* **Task instructions**
From the entries, filter out every line that lacks "ChatMessage" and copy the rest.
─── Data
//! OpenAI chat-completions provider (GPT-4o, o3, etc.)

use async_trait::async_trait;
use reqwest::Client;
use serde::{Deserialize, Serialize};
use std::time::{Duration, Instant};
use tracing::debug;

use crate::error::{ProviderError, RegistryError};
use crate::types::{ChatRole, NormalizedResponse};

use super::types::{ProviderAdapter, ProviderDescriptor, ProviderRequest};

pub const DEFAULT_BASE_URL: &str = "https://api.openai.com/v1";

/// OpenAI provider
pub struct OpenAiAdapter {
    client: Client,
    api_key: String,
    base_url: String,
    model: String,
    max_tokens: u32,
}

impl std::fmt::Debug for OpenAiAdapter {
    fn fmt(&self, f: &mut std::fmt::Formatter<'_>) -> std::fmt::Result {
        f.debug_struct("OpenAiAdapter")
            .field("base_url", &self.base_url)
            .field("model", &self.model)
            .field("max_tokens", &self.max_tokens)
            .finish()
    }
}

impl OpenAiAdapter {
    pub fn new(
        api_key: String,
        model: String,
        base_url: String,
        max_tokens: u32,
    ) -> Result<Self, RegistryError> {
        let client = Client::builder()
            .connect_timeout(Duration::from_secs(10))
            .build()
            .map_err(|e| RegistryError::InvalidConfig {
                id: model.clone(),
                reason: format!("failed to build HTTP client: {}", e),
            })?;

        Ok(Self {
            client,
            api_key,
            base_url: base_url.trim_end_matches('/').to_string(),
            model,
            max_tokens,
        })
    }

    /// Convert the generic request to OpenAI wire format
    fn to_openai_messages(request: &ProviderRequest) -> Vec<OpenAiMessage> {
        let mut result = Vec::with_capacity(request.messages.len() + 1);

        if let Some(system) = request.system_prompt() {
            result.push(OpenAiMessage {
                role: "system".to_string(),
                content: system,
            });
        }

        for msg in request.conversation() {
            let role = match msg.role {
                ChatRole::Assistant => "assistant",
                ChatRole::User | ChatRole::System => "user",
            };
            result.push(OpenAiMessage {
                role: role.to_string(),
                content: msg.content.clone(),
            });
        }

        result
    }

    fn build_body(&self, request: &ProviderRequest) -> serde_json::Value {
        let messages = Self::to_openai_messages(request);
        let mut body = serde_json::json!({
            "model": self.model,
            "max_tokens": self.max_tokens,
            "temperature": request.temperature,
            "messages": messages,
        });

        if request.response_format.is_json() {
            body["response_format"] = serde_json::json!({ "type": "json_object" });
        }

        body
    }

    /// Pull the text payload out of the OpenAI envelope
    fn from_openai_response(
        provider_id: &str,
        resp: OpenAiApiResponse,
    ) -> Result<(String, Option<u32>), ProviderError> {
        let choice = resp
            .choices
            .into_iter()
            .next()
            .ok_or_else(|| ProviderError::invalid_response(provider_id, "response had no choices"))?;

        let text = choice
            .message
            .content
            .filter(|c| !c.trim().is_empty())
            .ok_or_else(|| {
                ProviderError::invalid_response(
                    provider_id,
                    format!(
                        "response had no text content (finish_reason={:?})",
                        choice.finish_reason
                    ),
                )
            })?;

        Ok((text, resp.usage.map(|u| u.total_tokens)))
    }
}

#[async_trait]
impl ProviderAdapter for OpenAiAdapter {
    fn kind(&self) -> &str {
        "openai"
    }

    fn model(&self) -> &str {
        &self.model
    }

    async fn execute(
        &self,
        request: &ProviderRequest,
        descriptor: &ProviderDescriptor,
    ) -> Result<NormalizedResponse, ProviderError> {
        let url = format!("{}/chat/completions", self.base_url);
        let body = self.build_body(request);
        let started = Instant::now();

        debug!(
            "OpenAI request: provider={}, model={}, messages={}, json={}",
            descriptor.id,
            self.model,
            request.messages.len(),
            request.response_format.is_json()
        );

        let mut builder = self
            .client
            .post(&url)
            .timeout(descriptor.timeout())
            .header("Content-Type", "application/json")
            .json(&body);
        if !self.api_key.is_empty() {
            builder = builder.bearer_auth(&self.api_key);
        }

        let response = builder
            .send()
            .await
            .map_err(|e| ProviderError::from_transport(&descriptor.id, &e))?;

        let status = response.status();
        if !status.is_success() {
            let error_text = response
                .text()
                .await
                .unwrap_or_else(|_| "Unknown error".to_string());
            return Err(ProviderError::from_status(&descriptor.id, status, &error_text));
        }

        let api_response: OpenAiApiResponse = response.json().await.map_err(|e| {
            if e.is_timeout() {
                ProviderError::from_transport(&descriptor.id, &e)
            } else {
                ProviderError::invalid_response(&descriptor.id, format!("unparsable body: {}", e))
            }
        })?;

        debug!(
            "OpenAI response: provider={}, choices={}",
            descriptor.id,
            api_response.choices.len()
        );

        let (text, tokens_used) = Self::from_openai_response(&descriptor.id, api_response)?;

        Ok(NormalizedResponse {
            text,
            provider_id: descriptor.id.clone(),
            latency_ms: started.elapsed().as_millis() as u64,
            tokens_used,
        })
    }
}

// ── OpenAI wire types ──

#[derive(Debug, Clone, Serialize, Deserialize)]
struct OpenAiMessage {
    role: String,
    content: String,
}

#[derive(Debug, Clone, Deserialize)]
struct OpenAiApiResponse {
    #[serde(default)]
    choices: Vec<OpenAiChoice>,
    usage: Option<OpenAiUsage>,
}

#[derive(Debug, Clone, Deserialize)]
struct OpenAiChoice {
    message: OpenAiChoiceMessage,
    finish_reason: Option<String>,
}

#[derive(Debug, Clone, Deserialize)]
struct OpenAiChoiceMessage {
    content: Option<String>,
}

#[derive(Debug, Clone, Deserialize)]
struct OpenAiUsage {
    total_tokens: u32,
}

#[cfg(test)]
mod tests {
    use super::*;
    use crate::error::ProviderErrorKind;
    use crate::types::{ChatMessage, CostTier, ResponseFormat};
    use wiremock::matchers::{body_partial_json, header, method, path};
    use wiremock::{Mock, MockServer, ResponseTemplate};

    fn adapter(base_url: &str) -> OpenAiAdapter {
        OpenAiAdapter::new(
            "sk-test".to_string(),
            "gpt-4o-mini".to_string(),
            base_url.to_string(),
            1024,
        )
        .unwrap()
    }

    fn descriptor() -> ProviderDescriptor {
        ProviderDescriptor::new("openai", CostTier::Mid).with_timeout_ms(2_000)
    }

    #[test]
    fn test_to_openai_messages_with_system_instruction() {
        let req = ProviderRequest::completion("hello", Some("You are helpful."), ResponseFormat::Text, 0.7);
        let result = OpenAiAdapter::to_openai_messages(&req);
        assert_eq!(result.len(), 2);
        assert_eq!(result[0].role, "system");
        assert_eq!(result[0].content, "You are helpful.");
        assert_eq!(result[1].role, "user");
    }

    #[test]
    fn test_to_openai_messages_chat_transcript() {
        let req = ProviderRequest::chat(
            &[
                ChatMessage::system("persona"),
                ChatMessage::user("hi"),
                ChatMessage::assistant("hello"),
                ChatMessage::user("next"),
            ],
            0.7,
        );
        let result = OpenAiAdapter::to_openai_messages(&req);
        let roles: Vec<&str> = result.iter().map(|m| m.role.as_str()).collect();
        assert_eq!(roles, vec!["system", "user", "assistant", "user"]);
    }

    #[test]
    fn test_json_mode_sets_response_format() {
        let a = adapter("http://localhost");
        let req = ProviderRequest::completion("x", None, ResponseFormat::Json, 0.2);
        let body = a.build_body(&req);
        assert_eq!(body["response_format"]["type"], "json_object");
        let req = ProviderRequest::completion("x", None, ResponseFormat::Text, 0.2);
        assert!(a.build_body(&req).get("response_format").is_none());
    }

    #[test]
    fn test_from_openai_response_no_choices() {
        let resp = OpenAiApiResponse {
            choices: vec![],
            usage: None,
        };
        let err = OpenAiAdapter::from_openai_response("openai", resp).unwrap_err();
        assert_eq!(err.kind, ProviderErrorKind::InvalidResponse);
    }

    #[test]
    fn test_openai_adapter_debug_hides_key() {
        let a = adapter("https://api.openai.com/v1");
        let debug = format!("{:?}", a);
        assert!(!debug.contains("sk-test"));
    }

    #[tokio::test]
    async fn test_execute_extracts_text_and_usage() {
        let server = MockServer::start().await;
        Mock::given(method("POST"))
            .and(path("/chat/completions"))
            .and(header("authorization", "Bearer sk-test"))
            .and(body_partial_json(serde_json::json!({
                "response_format": {"type": "json_object"}
            })))
            .respond_with(ResponseTemplate::new(200).set_body_json(serde_json::json!({
                "choices": [{"message": {"content": "{\"ok\":true}"}, "finish_reason": "stop"}],
                "usage": {"prompt_tokens": 10, "completion_tokens": 4, "total_tokens": 14}
            })))
            .mount(&server)
            .await;

        let req = ProviderRequest::completion("hi", None, ResponseFormat::Json, 0.2);
        let resp = adapter(&server.uri()).execute(&req, &descriptor()).await.unwrap();
        assert_eq!(resp.text, "{\"ok\":true}");
        assert_eq!(resp.provider_id, "openai");
        assert_eq!(resp.tokens_used, Some(14));
    }

    #[tokio::test]
    async fn test_execute_maps_rate_limit() {
        let server = MockServer::start().await;
        Mock::given(method("POST"))
            .respond_with(ResponseTemplate::new(429).set_body_string("slow down"))
            .mount(&server)
            .await;

        let req = ProviderRequest::completion("hi", None, ResponseFormat::Text, 0.7);
        let err = adapter(&server.uri()).execute(&req, &descriptor()).await.unwrap_err();
        assert_eq!(err.kind, ProviderErrorKind::RateLimited);
        assert_eq!(err.provider_id, "openai");
    }

    #[tokio::test]
    async fn test_execute_maps_auth_failure() {
        let server = MockServer::start().await;
        Mock::given(method("POST"))
            .respond_with(ResponseTemplate::new(401).set_body_string("bad key"))
            .mount(&server)
            .await;

        let req = ProviderRequest::completion("hi", None, ResponseFormat::Text, 0.7);
        let err = adapter(&server.uri()).execute(&req, &descriptor()).await.unwrap_err();
        assert_eq!(err.kind, ProviderErrorKind::AuthFailure);
    }

    #[tokio::test]
    async fn test_execute_enforces_descriptor_timeout() {
        let server = MockServer::start().await;
        Mock::given(method("POST"))
            .respond_with(
                ResponseTemplate::new(200)
                    .set_delay(Duration::from_millis(500))
                    .set_body_json(serde_json::json!({"choices": []})),
            )
            .mount(&server)
            .await;

        let req = ProviderRequest::completion("hi", None, ResponseFormat::Text, 0.7);
        let short = ProviderDescriptor::new("openai", CostTier::Mid).with_timeout_ms(50);
        let err = adapter(&server.uri()).execute(&req, &short).await.unwrap_err();
        assert_eq!(err.kind, ProviderErrorKind::Timeout);
    }

    #[tokio::test]
    async fn test_execute_garbage_body_is_invalid_response() {
        let server = MockServer::start().await;
        Mock::given(method("POST"))
            .respond_with(ResponseTemplate::new(200).set_body_string("<html>oops</html>"))
            .mount(&server)
            .await;

        let req = ProviderRequest::completion("hi", None, ResponseFormat::Text, 0.7);
        let err = adapter(&server.uri()).execute(&req, &descriptor()).await.unwrap_err();
        assert_eq!(err.kind, ProviderErrorKind::InvalidResponse);
    }
}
──────
* **Task output**
    use crate::types::{ChatMessage, CostTier, ResponseFormat};
                ChatMessage::system("persona"),
                ChatMessage::user("hi"),
                ChatMessage::assistant("hello"),
                ChatMessage::user("next"),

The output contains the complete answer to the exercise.